Continuous Column that May Influence the Response Variable (weeks_at_number_one)
bpm (beats per minute as provided by Spotify)
lm_bpm <- lm(weeks_at_number_one ~ bpm, data = billboard)
summary(lm_bpm)
##
## Call:
## lm(formula = weeks_at_number_one ~ bpm, data = billboard)
##
## Residuals:
## Min 1Q Median 3Q Max
## -1.9634 -1.9363 -0.9395 1.0523 16.0718
##
## Coefficients:
## Estimate Std. Error t value Pr(>|t|)
## (Intercept) 2.8979091 0.3723397 7.783 1.55e-14 ***
## bpm 0.0003743 0.0031440 0.119 0.905
## ---
## Signif. codes: 0 '***' 0.001 '**' 0.01 '*' 0.05 '.' 0.1 ' ' 1
##
## Residual standard error: 2.646 on 1173 degrees of freedom
## (2 observations deleted due to missingness)
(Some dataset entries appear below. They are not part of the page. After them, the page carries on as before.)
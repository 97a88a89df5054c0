//! # Portfolio Optimizers
//!
//! $$
//! \min_{\mathbf{w}} f(\mathbf{w})\quad\text{s.t.}\quad
//! \mathbf 1^\top\mathbf{w}=1,\ \ \ell\le\mathbf{w}\le u,\ \ [\,252\,\boldsymbol\mu^\top\mathbf{w}=r^\*\,]
//! $$
//!
//! Maximum Sharpe, minimum variance and target-return allocations. All three
//! share one constrained SQP solve and differ only in objective and
//! constraint set.

use nalgebra::DVector;
use tracing::debug;

use super::constraints::Constraint;
use super::data::MarketStatistics;
use super::error::PortfolioError;
use super::objectives::NegativeSharpe;
use super::objectives::Objective;
use super::objectives::Volatility;
use super::performance::PortfolioMetrics;
use super::performance::TRADING_DAYS;
use super::performance::evaluate_unchecked;
use super::sqp::Sqp;
use super::sqp::SqpConfig;
use super::types::OptimizationResult;
use super::types::Termination;
use super::types::WeightBounds;

/// Mean-variance optimizer bound to one set of market statistics.
#[derive(Clone, Debug)]
pub struct MarkowitzOptimizer<'a> {
  stats: &'a MarketStatistics,
  risk_free: f64,
  lower: DVector<f64>,
  upper: DVector<f64>,
  solver: Sqp,
}

impl<'a> MarkowitzOptimizer<'a> {
  /// Validate `bounds` against the universe and prepare the solver.
  pub fn new(
    stats: &'a MarketStatistics,
    bounds: &WeightBounds,
    risk_free: f64,
    solver: SqpConfig,
  ) -> Result<Self, PortfolioError> {
    if stats.n_assets() == 0 {
      return Err(PortfolioError::dimension("asset universe", 1, 0));
    }
    let (lower, upper) = bounds.resolve(stats.n_assets())?;

    Ok(Self {
      stats,
      risk_free,
      lower,
      upper,
      solver: Sqp::new(solver),
    })
  }

  pub fn stats(&self) -> &MarketStatistics {
    self.stats
  }

  pub fn risk_free(&self) -> f64 {
    self.risk_free
  }

  /// Constraint tolerance of the underlying solver.
  pub fn tolerance(&self) -> f64 {
    self.solver.config().tolerance
  }

  /// Portfolio with the highest Sharpe ratio.
  ///
  /// When the Sharpe ratio grows without bound towards a riskless corner the
  /// result is reported as [`Termination::DegenerateObjective`].
  pub fn max_sharpe(&self) -> OptimizationResult {
    let objective = NegativeSharpe::new(self.stats.mean_returns(), self.stats.cov(), self.risk_free);
    let mut res = self.solve("max sharpe", &objective, vec![self.budget()], None);

    let floor = self.riskless_volatility();
    if !res.weights.is_empty() && res.metrics.annualized_volatility < floor {
      debug!(
        volatility = res.metrics.annualized_volatility,
        floor, "max sharpe collapsed onto a riskless portfolio"
      );
      res.termination = Termination::DegenerateObjective;
    }
    res
  }

  /// Portfolio with the lowest volatility.
  pub fn min_variance(&self) -> OptimizationResult {
    let objective = Volatility::new(self.stats.cov());
    self.solve("min variance", &objective, vec![self.budget()], None)
  }

  /// Lowest-volatility portfolio earning the annualized `target_return`.
  ///
  /// Targets the bounds cannot reach are reported as
  /// [`Termination::InfeasibleTarget`] with no weights.
  pub fn efficient_return(&self, target_return: f64) -> OptimizationResult {
    let (lo, hi) = self.return_range();
    let slack = self.tolerance();
    if !target_return.is_finite() || target_return < lo - slack || target_return > hi + slack {
      debug!(target_return, lo, hi, "target return outside attainable range");
      return self.infeasible(target_return);
    }

    let objective = Volatility::new(self.stats.cov());
    let constraints = vec![
      self.budget(),
      Constraint::target_return(self.stats.mean_returns(), target_return),
    ];
    self.solve("efficient return", &objective, constraints, Some(target_return))
  }

  /// Lowest and highest annualized return any admissible portfolio can earn.
  ///
  /// Fills assets greedily from the lower bounds, which solves the linear
  /// program exactly for box and budget constraints.
  pub fn return_range(&self) -> (f64, f64) {
    let mu = self.stats.mean_returns();
    let mut order: Vec<usize> = (0..mu.len()).collect();
    order.sort_by(|&a, &b| mu[a].total_cmp(&mu[b]));

    let lo = self.fill_in_order(order.iter().copied());
    let hi = self.fill_in_order(order.iter().rev().copied());
    (lo, hi)
  }

  /// Performance of arbitrary weights under these statistics.
  pub fn performance(&self, weights: &[f64]) -> Result<PortfolioMetrics, PortfolioError> {
    super::performance::evaluate(weights, self.stats.mean_returns(), self.stats.cov())
  }

  fn fill_in_order(&self, order: impl Iterator<Item = usize>) -> f64 {
    let mut w = self.lower.clone();
    let mut remaining = 1.0 - w.sum();
    for i in order {
      if remaining <= 0.0 {
        break;
      }
      let add = (self.upper[i] - self.lower[i]).min(remaining);
      w[i] += add;
      remaining -= add;
    }
    self.stats.mean_returns().dot(&w) * TRADING_DAYS
  }

  /// Volatility below which a portfolio counts as riskless, relative to the
  /// riskiest single asset.
  fn riskless_volatility(&self) -> f64 {
    let max_var = self
      .stats
      .cov()
      .diagonal()
      .iter()
      .fold(0.0_f64, |acc, &v| acc.max(v));
    self.tolerance().sqrt() * (max_var * TRADING_DAYS).sqrt()
  }

  fn budget(&self) -> Constraint {
    Constraint::budget(self.stats.n_assets())
  }

  fn initial_guess(&self) -> DVector<f64> {
    let n = self.stats.n_assets();
    DVector::from_element(n, 1.0 / n as f64)
  }

  fn solve<O: Objective>(
    &self,
    label: &'static str,
    objective: &O,
    constraints: Vec<Constraint>,
    target_return: Option<f64>,
  ) -> OptimizationResult {
    if self.stats.n_assets() == 1 {
      return self.single_asset(objective, &constraints, target_return);
    }

    let outcome = self.solver.minimize(
      objective,
      self.initial_guess(),
      &constraints,
      &self.lower,
      &self.upper,
    );
    debug!(
      label,
      iterations = outcome.iterations,
      termination = %outcome.termination,
      "portfolio optimization finished"
    );

    self.result(
      outcome.x,
      outcome.fun,
      outcome.iterations,
      outcome.constraint_violation,
      outcome.termination,
      target_return,
    )
  }

  /// With one asset the budget constraint pins the only weight to 1.
  fn single_asset<O: Objective>(
    &self,
    objective: &O,
    constraints: &[Constraint],
    target_return: Option<f64>,
  ) -> OptimizationResult {
    let w = DVector::from_element(1, 1.0);
    let violation = constraints
      .iter()
      .map(|c| c.residual(&w).abs())
      .fold(0.0_f64, f64::max);
    let fun = objective.cost(&w).unwrap_or(f64::NAN);

    let termination = if violation > self.tolerance() {
      Termination::InfeasibleTarget
    } else if !fun.is_finite() {
      Termination::DegenerateObjective
    } else {
      Termination::Converged
    };

    if termination == Termination::InfeasibleTarget {
      return self.infeasible(target_return.unwrap_or(f64::NAN));
    }
    self.result(w, fun, 0, violation, termination, target_return)
  }

  fn result(
    &self,
    w: DVector<f64>,
    objective: f64,
    iterations: usize,
    constraint_violation: f64,
    termination: Termination,
    target_return: Option<f64>,
  ) -> OptimizationResult {
    let metrics = evaluate_unchecked(&w, self.stats.mean_returns(), self.stats.cov());
    OptimizationResult {
      weights: w.iter().copied().collect(),
      objective,
      sharpe: metrics.sharpe_ratio(self.risk_free),
      metrics,
      iterations,
      constraint_violation,
      termination,
      target_return,
    }
  }

  fn infeasible(&self, target_return: f64) -> OptimizationResult {
    OptimizationResult {
      weights: Vec::new(),
      objective: f64::NAN,
      metrics: PortfolioMetrics::default(),
      sharpe: 0.0,
      iterations: 0,
      constraint_violation: f64::NAN,
      termination: Termination::InfeasibleTarget,
      target_return: Some(target_return),
    }
  }
}

/// Maximum Sharpe ratio portfolio.
pub fn optimize_max_sharpe(
  stats: &MarketStatistics,
  risk_free: f64,
  bounds: &WeightBounds,
) -> Result<OptimizationResult, PortfolioError> {
  MarkowitzOptimizer::new(stats, bounds, risk_free, SqpConfig::default()).map(|o| o.max_sharpe())
}

/// Minimum volatility portfolio.
pub fn optimize_min_variance(
  stats: &MarketStatistics,
  bounds: &WeightBounds,
) -> Result<OptimizationResult, PortfolioError> {
  MarkowitzOptimizer::new(stats, bounds, 0.0, SqpConfig::default()).map(|o| o.min_variance())
}

/// Minimum volatility portfolio for an annualized target return.
pub fn optimize_efficient_return(
  stats: &MarketStatistics,
  target_return: f64,
  bounds: &WeightBounds,
) -> Result<OptimizationResult, PortfolioError> {
  MarkowitzOptimizer::new(stats, bounds, 0.0, SqpConfig::default())
    .map(|o| o.efficient_return(target_return))
}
## Multiple R-squared: 1.208e-05, Adjusted R-squared: -0.0008404
## F-statistic: 0.01418 on 1 and 1173 DF, p-value: 0.9052
ggplot(billboard, aes(x = bpm, y = weeks_at_number_one)) +
geom_point(alpha = 0.5) +
geom_smooth(method = "lm", se = FALSE) +
labs(
title = "Tempo (bpm) vs. Weeks at Number One",
x = "Beats per Minute",
y = "Weeks at Number One"
) +
theme_minimal()
## `geom_smooth()` using formula = 'y ~ x'
## Warning: Removed 2 rows containing non-finite outside the scale range
## (`stat_smooth()`).
## Warning: Removed 2 rows containing missing values or values outside the scale range
## (`geom_point()`).
First, the intercept is about 2.898 and represents the predicted number of weeks that a song would stay at number one when the bpm is zero, which doesn’t make sense conceptually as a bpm of zero isn’t realistic in music. Second, the bpm coefficient is roughly 0.000374 and shows the expected change in weeks at number one as bpm increases by one each time. This bpm coefficient is rather small, and suggests that changes in tempo have essentially no direct effect on the longevity of songs on the Billboard Hot 100 chart. As for the p-value for bpm, it sits at 0.905 and is far beyond the usual significance threshold of 0.05. Due to this finding, we fail to reject the null hypothesis that the slope is equal to zero, meaning that there’s no statistical evidence that bpm is directly related to the number of weeks a song is at number one. Lastly, the multiple R-squared value is very small, sitting at 0.00001208, which shows that bpm doesn’t explain the variation in weeks at number one hardly at all. Based on these results, they obviously suggest that tempo, or bpm, doesn’t meaningfully influence song longevity on the Billboard Hot 100 chart. Whether tempos are slower or faster, they seem to reflect similar levels of chart success. Like we discussed earlier, for stakeholders like artists, producers, and record labels, this implies that tempo by itself isn’t a determining factor in achieving success regarding chart longevity. As we saw before, aspects like genre or potentially marketing and popularity are more likely to be more important in determining chart longevity for number one songs.